衝撃を受ける私を見て、あやすように頭を撫でながら、独り言のように呟いた。
「それに、その先し始めたら俺がもたない。」
その言葉に彼の涼しげな表情を崩したいと思ってしまった。
ある日のお昼
今までなんとも思わなかったことが口に出てた。
「そういえば、名前聞いたらダメ?こんなに会ってるのに知らないし、学年も知らない。…でも、絶対2年か3年だよね?」
ピタッと箸が止まって、持ち上げてたラーメンが私の口に入れられる。
「…1年、白井彩」
「えっ!?なんで知ってるの?私だけ知らないなんて不公平!」
「ヤンキーになりたいとか言う馬鹿。王子様が迎えに来てくれるとか本気で思ってるお子ちゃま。

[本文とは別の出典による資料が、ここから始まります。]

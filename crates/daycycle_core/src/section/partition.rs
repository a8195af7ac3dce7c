//! Header location and section range computation.
//!
//! # Responsibility
//! - Match header blocks by recognized text prefix.
//! - Compute `[start, end)` content ranges per section from one ordered
//!   snapshot.
//!
//! # Invariants
//! - A section's content runs from its header (exclusive) to the nearest
//!   following header among sections of later precedence, or end of list.
//! - Matching is case-insensitive, ignores trailing colons and accepts
//!   any text that *starts with* the section name.

use crate::model::block::{Block, BlockId, BlockKind};
use serde::{Deserialize, Serialize};
use std::fmt::{Display, Formatter};
use std::ops::Range;

/// The four named document sections, in conventional document order.
///
/// `Ord` follows that convention: `Daily < Today < Tomorrow < Backlog`.
#[derive(
    Debug, Clone, Copy, PartialEq, Eq, PartialOrd, Ord, Hash, Serialize, Deserialize,
)]
#[serde(rename_all = "snake_case")]
pub enum Section {
    Daily,
    Today,
    Tomorrow,
    Backlog,
}

impl Section {
    /// All sections in conventional order.
    pub const ALL: [Section; 4] = [
        Section::Daily,
        Section::Today,
        Section::Tomorrow,
        Section::Backlog,
    ];

    /// The recognized header text prefix for this section.
    pub fn title(self) -> &'static str {
        match self {
            Section::Daily => "Daily",
            Section::Today => "Today",
            Section::Tomorrow => "Tomorrow",
            Section::Backlog => "Backlog",
        }
    }

    /// Sections that conventionally follow this one in the document.
    ///
    /// Their headers delimit the end of this section's content range.
    pub fn followers(self) -> &'static [Section] {
        match self {
            Section::Daily => &[Section::Today, Section::Tomorrow, Section::Backlog],
            Section::Today => &[Section::Tomorrow, Section::Backlog],
            Section::Tomorrow => &[Section::Backlog],
            Section::Backlog => &[],
        }
    }
}

impl Display for Section {
    fn fmt(&self, f: &mut Formatter<'_>) -> std::fmt::Result {
        f.write_str(self.title())
    }
}

/// First-occurrence header position per section, if present at all.
#[derive(Debug, Clone, Copy, Default, PartialEq, Eq)]
pub struct HeaderIndex {
    pub daily: Option<usize>,
    pub today: Option<usize>,
    pub tomorrow: Option<usize>,
    pub backlog: Option<usize>,
}

impl HeaderIndex {
    /// Returns the header position recorded for `section`.
    pub fn get(&self, section: Section) -> Option<usize> {
        match section {
            Section::Daily => self.daily,
            Section::Today => self.today,
            Section::Tomorrow => self.tomorrow,
            Section::Backlog => self.backlog,
        }
    }

    fn slot(&mut self, section: Section) -> &mut Option<usize> {
        match section {
            Section::Daily => &mut self.daily,
            Section::Today => &mut self.today,
            Section::Tomorrow => &mut self.tomorrow,
            Section::Backlog => &mut self.backlog,
        }
    }
}

/// Returns whether `block` is the header of `section`.
///
/// Headers are headings or paragraphs whose text, trimmed and stripped of
/// trailing colons, case-insensitively *starts with* the section name.
/// "Today: (3 tasks)" matches Today; so does "Todayish" (intentional
/// prefix semantics, tolerated rather than remediated).
pub fn matches_header(block: &Block, section: Section) -> bool {
    if !matches!(block.kind, BlockKind::Heading | BlockKind::Paragraph) {
        return false;
    }
    let text = block.text.trim().trim_end_matches(':').trim().to_lowercase();
    text.starts_with(&section.title().to_lowercase())
}

/// Scans the snapshot once and records the first header occurrence per
/// section. Later duplicates are ignored.
pub fn locate_headers(blocks: &[Block]) -> HeaderIndex {
    let mut headers = HeaderIndex::default();
    for (position, block) in blocks.iter().enumerate() {
        for section in Section::ALL {
            let slot = headers.slot(section);
            if slot.is_none() && matches_header(block, section) {
                *slot = Some(position);
            }
        }
    }
    headers
}

/// Computes the `[start, end)` content range of `section`.
///
/// `start` is the header position plus one; `end` is the minimum present
/// header position among the section's followers, or the list length.
/// Returns `None` when the section's header is absent.
pub fn section_range(blocks: &[Block], section: Section) -> Option<Range<usize>> {
    let headers = locate_headers(blocks);
    let start = headers.get(section)? + 1;
    let end = section
        .followers()
        .iter()
        .filter_map(|follower| headers.get(*follower))
        .min()
        .unwrap_or(blocks.len());
    Some(start..end.max(start))
}

/// Returns the id of the first block recognized as `section`'s header.
pub fn header_block_id(blocks: &[Block], section: Section) -> Option<&BlockId> {
    let headers = locate_headers(blocks);
    headers.get(section).map(|position| &blocks[position].id)
}

#[cfg(test)]
mod tests {
    use super::{matches_header, Section};
    use crate::model::block::Block;

    #[test]
    fn header_match_strips_colons_and_case() {
        assert!(matches_header(&Block::heading("h", "TODAY:"), Section::Today));
        assert!(matches_header(&Block::heading("h", "  backlog  "), Section::Backlog));
        assert!(matches_header(&Block::paragraph("p", "Daily::"), Section::Daily));
    }

    #[test]
    fn header_match_is_prefix_based() {
        assert!(matches_header(&Block::heading("h", "Today: (2/5)"), Section::Today));
        assert!(matches_header(&Block::heading("h", "Todayish"), Section::Today));
        assert!(!matches_header(&Block::heading("h", "Not today"), Section::Today));
    }

    #[test]
    fn only_headings_and_paragraphs_match() {
        assert!(!matches_header(&Block::todo("t", "Today", false), Section::Today));
        assert!(!matches_header(&Block::other("o"), Section::Today));
    }

    #[test]
    fn followers_respect_conventional_order() {
        assert_eq!(Section::Daily.followers().len(), 3);
        assert_eq!(Section::Backlog.followers(), &[]);
        assert!(Section::Daily < Section::Backlog);
    }
}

」
「もう!それは忘れてよ!」
ハハッと笑ってる彼の胸を叩きながら、私の場合は最初の情報がそれだったと思い出す。
いつまでも笑ってるから、私の卵焼きを無理矢理突っ込んでみた。
もぐもぐと大人しく食べてる彼を見つめながら、気づいたら顔を近づけてた。
無意識にキスをねだっていた私にちゅっとキスをしたと思えば、ぬるっとした感触がした。